Brasil se distancia de outros países sul-americanos em relação à Venezuela
Argentina, Paraguai, Panamá, Bolívia, Equador e Peru divulgaram um comunicado conjunto neste sábado (20) expressando profunda preocupação com a crise na Venezuela. O documento pede o restabelecimento da ordem democrática e a libertação de todos os presos políticos no país. O governo brasileiro, liderado pelo presidente Luiz Inácio Lula da Silva, optou por não assinar a declaração.

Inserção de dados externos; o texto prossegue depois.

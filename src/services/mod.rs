//! Single-attempt adapters over the external speech, translation and
//! dictionary services. None of them retry or cache.

mod speech;
mod thesaurus;
mod transcriber;
mod translator;

use async_trait::async_trait;
use std::time::Duration;

use crate::error::ServiceError;
use crate::language::Language;

pub use speech::GoogleTts;
pub use thesaurus::Datamuse;
pub use transcriber::WhisperTranscriber;
pub use translator::GoogleTranslator;

/// Synonyms and antonyms for one word. Both lists are empty when nothing is
/// known or the lookup failed.
#[derive(Debug, Clone, Default, PartialEq, Eq)]
pub struct WordRelations {
    pub synonyms: Vec<String>,
    pub antonyms: Vec<String>,
}

impl WordRelations {
    pub fn is_empty(&self) -> bool {
        self.synonyms.is_empty() && self.antonyms.is_empty()
    }
}

/// Turns recorded WAV audio into text.
#[async_trait]
pub trait SpeechToText: Send + Sync {
    async fn transcribe(&self, wav: Vec<u8>, language: Language) -> Result<String, ServiceError>;
}

/// Translates text into `target`, detecting the source language.
#[async_trait]
pub trait Translator: Send + Sync {
    async fn translate(&self, text: &str, target: Language) -> Result<String, ServiceError>;
}

/// Synthesizes MP3 speech.
#[async_trait]
pub trait TextToSpeech: Send + Sync {
    async fn synthesize(&self, text: &str, language: Language) -> Result<Vec<u8>, ServiceError>;
}

/// Best-effort word relation lookup. Failures degrade to an empty result.
#[async_trait]
pub trait Thesaurus: Send + Sync {
    async fn lookup(&self, word: &str, language: Language) -> WordRelations;
}

/// HTTP client shared by the network adapters.
pub fn http_client(timeout_secs: u64) -> reqwest::Client {
    reqwest::Client::builder()
        .timeout(Duration::from_secs(timeout_secs.max(1)))
        .user_agent(concat!("voice-translator/", env!("CARGO_PKG_VERSION")))
        .build()
        .unwrap_or_else(|e| {
            log::warn!("Falling back to default HTTP client: {e}");
            reqwest::Client::new()
        })
}

/// Turn a non-success response into `ServiceUnavailable`, keeping the body.
async fn check_status(resp: reqwest::Response, service: &str) -> Result<reqwest::Response, ServiceError> {
    if resp.status().is_success() {
        return Ok(resp);
    }
    let status = resp.status();
    let text = resp.text().await.unwrap_or_default();
    Err(ServiceError::ServiceUnavailable(format!(
        "{service} error {status}: {text}"
    )))
}
mod app;
mod auth;
mod config;
mod error;
mod language;
mod recorder;
mod services;
mod text_tools;
mod ui;

use std::process::ExitCode;

use app::{AppState, Services};
use config::Config;

fn main() -> ExitCode {
    env_logger::init();
    log::info!("Voice Translator starting");

    let config = Config::load();
    if !Config::exists() {
        if let Err(e) = config.save() {
            log::warn!("Failed to write default config: {e}");
        }
    }
    let services = Services::from_config(&config);
    let mut state = match AppState::new(config, services) {
        Ok(state) => state,
        Err(e) => {
            log::error!("Failed to start: {e}");
            eprintln!("Failed to start: {e}");
            return ExitCode::FAILURE;
        }
    };
    match state.store.count() {
        Ok(n) => log::info!("{n} account(s) in {}", state.store.path().display()),
        Err(e) => log::warn!("Could not count accounts: {e}"),
    }

    let mut terminal = ui::Terminal::new();
    if let Err(e) = ui::pages::run(&mut state, &mut terminal) {
        log::error!("Console I/O failed: {e}");
        return ExitCode::FAILURE;
    }
    ExitCode::SUCCESS
}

Críticas ao regime de Maduro e falta de consenso no Mercosul
O comunicado dos seis países exorta as autoridades venezuelanas a cumprirem padrões internacionais de direitos humanos, garantirem o devido processo legal e libertarem imediatamente cidadãos presos de forma arbitrária. A Gazeta do Povo buscou contato com o Itamaraty para entender os motivos da não assinatura do Brasil, mas não obteve resposta até o momento da publicação. A situação da Venezuela foi discutida durante a cúpula do Mercosul, mas não entrou na declaração final do bloco devido à falta de consenso.
Divergências sobre a abordagem à Venezuela
Fontes indicam que o Brasil defendia que qualquer menção à Venezuela incluísse críticas aos Estados Unidos, tanto em relação ao seu movimento militar na região quanto às sanções unilaterais. Essa posição não foi aceita pelos demais membros do Mercosul. Diante do impasse, Argentina, Paraguai, Panamá, Bolívia, Equador e Peru decidiram emitir o comunicado separado. Uruguai e Chile também não aderiram ao texto.
Posições distintas entre Lula e Milei na cúpula
As divergências ficaram evidentes nos discursos dos chefes de Estado. O presidente argentino, Javier Milei, defendeu publicamente a pressão dos EUA sobre o regime de Maduro e instou os países do Mercosul a adotarem uma postura mais dura. Em contrapartida, o presidente Lula classificou uma eventual intervenção militar na Venezuela como uma “catástrofe” para a América do Sul e defendeu uma “saída diplomática” para a crise.